We all use autocorrect. We all remember autocorrect mistakes. But we rarely think about how autocorrect shapes our vocabulary, the very way in which we communicate. This was just one of the issues that the second day’s keynote address, on AI and journalism, set off to investigate. AI already has a massive impact on modern journalism – some news outlets even use it to tailor headlines to specific audiences. Facebook’s News Feed similarly prioritises certain topics over others, effectively deciding what type of media we wish to consume. The problem is that such AIs are not value neutral. Some of them base their decisions based on commercial considerations, showing us the most profitable content. Others are based on historical data and could therefore end up reflecting our existing racial and gender biases. None of those questions have an easy solution. AI has become an inescapable part of our modern world and we can no longer ignore it. All we can do is become more aware of it.

Christiaan Triebert (Bellingcat) – Fact-checking video narratives of conflict: Analysing airstrikes in Syria and Iraq.

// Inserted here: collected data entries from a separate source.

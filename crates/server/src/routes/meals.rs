use axum::{extract::State, http::StatusCode, Json};
use serde::Serialize;
use tracing::{error, info};

use service::domain::{DateGroup, MealDraft, MealEntry, MonthlyMemberSummary};
use service::errors::ServiceError;
use service::period::Period;

use crate::errors::JsonApiError;
use crate::state::ServerState;

#[derive(Debug, Serialize)]
pub struct AddMealsReply {
    pub message: &'static str,
    #[serde(rename = "addedMeals")]
    pub added_meals: Vec<MealEntry>,
}

#[derive(Debug, Serialize)]
pub struct MealsReply {
    pub message: &'static str,
    pub meals: Vec<MealEntry>,
}

#[derive(Debug, Serialize)]
pub struct GuestMealsReply {
    pub message: &'static str,
    #[serde(rename = "totalGuestMeals")]
    pub total_guest_meals: i64,
}

#[utoipa::path(
    post, path = "/addMeal", tag = "meals",
    request_body = [MealDraft],
    responses(
        (status = 201, description = "Meals added"),
        (status = 400, description = "Already added for today, or invalid batch"),
        (status = 500, description = "Internal Server Error")
    )
)]
pub async fn add_meals(
    State(state): State<ServerState>,
    Json(batch): Json<Vec<MealDraft>>,
) -> Result<(StatusCode, Json<AddMealsReply>), JsonApiError> {
    let added_meals = state.meals.add_meals(batch).await?;
    Ok((StatusCode::CREATED, Json(AddMealsReply { message: "Meals added successfully!", added_meals })))
}

#[utoipa::path(get, path = "/meals", tag = "meals", responses((status = 200, description = "Entries grouped by date")))]
pub async fn list_grouped(State(state): State<ServerState>) -> Result<Json<Vec<DateGroup>>, JsonApiError> {
    match state.meals.list_grouped_by_date().await {
        Ok(groups) => { info!(dates = groups.len(), "list meals grouped by date"); Ok(Json(groups)) }
        Err(e) => {
            error!(err = %e, "grouping meals failed");
            Err(JsonApiError::new(StatusCode::INTERNAL_SERVER_ERROR, "Error fetching meals"))
        }
    }
}

async fn meals_for(state: &ServerState, period: Period, message: &'static str) -> Result<Json<MealsReply>, JsonApiError> {
    let meals = state.meals.list_for(period).await.map_err(internal)?;
    Ok(Json(MealsReply { message, meals }))
}

async fn guest_meals_for(state: &ServerState, period: Period, message: &'static str) -> Result<Json<GuestMealsReply>, JsonApiError> {
    let total_guest_meals = state.meals.sum_guest_meals_for(period).await.map_err(internal)?;
    Ok(Json(GuestMealsReply { message, total_guest_meals }))
}

/// Read-only views only fail on infrastructure errors.
fn internal(e: ServiceError) -> JsonApiError {
    error!(err = %e, "meal query failed");
    JsonApiError::internal()
}

#[utoipa::path(get, path = "/meals/today", tag = "meals", responses((status = 200, description = "Today's meals")))]
pub async fn list_today(State(state): State<ServerState>) -> Result<Json<MealsReply>, JsonApiError> {
    meals_for(&state, Period::Today, "Today's meals").await
}

#[utoipa::path(get, path = "/meals/weekly", tag = "meals", responses((status = 200, description = "Meals of the last seven days and today")))]
pub async fn list_weekly(State(state): State<ServerState>) -> Result<Json<MealsReply>, JsonApiError> {
    meals_for(&state, Period::Week, "Weekly meals").await
}

#[utoipa::path(get, path = "/meals/monthly", tag = "meals", responses((status = 200, description = "Meals of the current month")))]
pub async fn list_monthly(State(state): State<ServerState>) -> Result<Json<MealsReply>, JsonApiError> {
    meals_for(&state, Period::Month, "Monthly meals").await
}

#[utoipa::path(get, path = "/meals/monthly/by-member", tag = "meals", responses((status = 200, description = "Per-member monthly summaries")))]
pub async fn monthly_by_member(State(state): State<ServerState>) -> Result<Json<Vec<MonthlyMemberSummary>>, JsonApiError> {
    let summaries = state.meals.monthly_by_member().await.map_err(internal)?;
    Ok(Json(summaries))
}

#[utoipa::path(get, path = "/guest-meals/today", tag = "meals", responses((status = 200, description = "Today's guest meal total")))]
pub async fn guest_today(State(state): State<ServerState>) -> Result<Json<GuestMealsReply>, JsonApiError> {
    guest_meals_for(&state, Period::Today, "Today's Guest Meals").await
}

#[utoipa::path(get, path = "/guest-meals/weekly", tag = "meals", responses((status = 200, description = "Weekly guest meal total")))]
pub async fn guest_weekly(State(state): State<ServerState>) -> Result<Json<GuestMealsReply>, JsonApiError> {
    guest_meals_for(&state, Period::Week, "Weekly Guest Meals").await
}

#[utoipa::path(get, path = "/guest-meals/monthly", tag = "meals", responses((status = 200, description = "Monthly guest meal total")))]
pub async fn guest_monthly(State(state): State<ServerState>) -> Result<Json<GuestMealsReply>, JsonApiError> {
    guest_meals_for(&state, Period::Month, "Monthly Guest Meals").await
}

The second part of the day was dedicated to an unconference. An unconference consists of ad-hoc panels and discussion sessions, with everyone contributing. Talks were spread across many different rooms and looked at many topics, from geo-mapping to activism. Ours looked at the future of activism online. Many forget that activism is a two-way process: activists need to both speak out and listen. The first one is easy in an age of social media. The second one has become much more difficult. Social media has placed many of us in echo chambers and filter bubbles, which means that we only listen to one side of the political dispute. This process is often voluntary – we frequently befriend and follow those who share our views – but social media algorithms also tend to select articles that we agree with. This introduces very deep difficulties for activists who would like to reach out to another side of the political spectrum. None of us had an immediate solution to this problem. But, in a typically optimistic CheckCon fashion, we agreed to discuss it further, exchanged contact details, and continue to dream of and work on a world in which such issues can be overcome.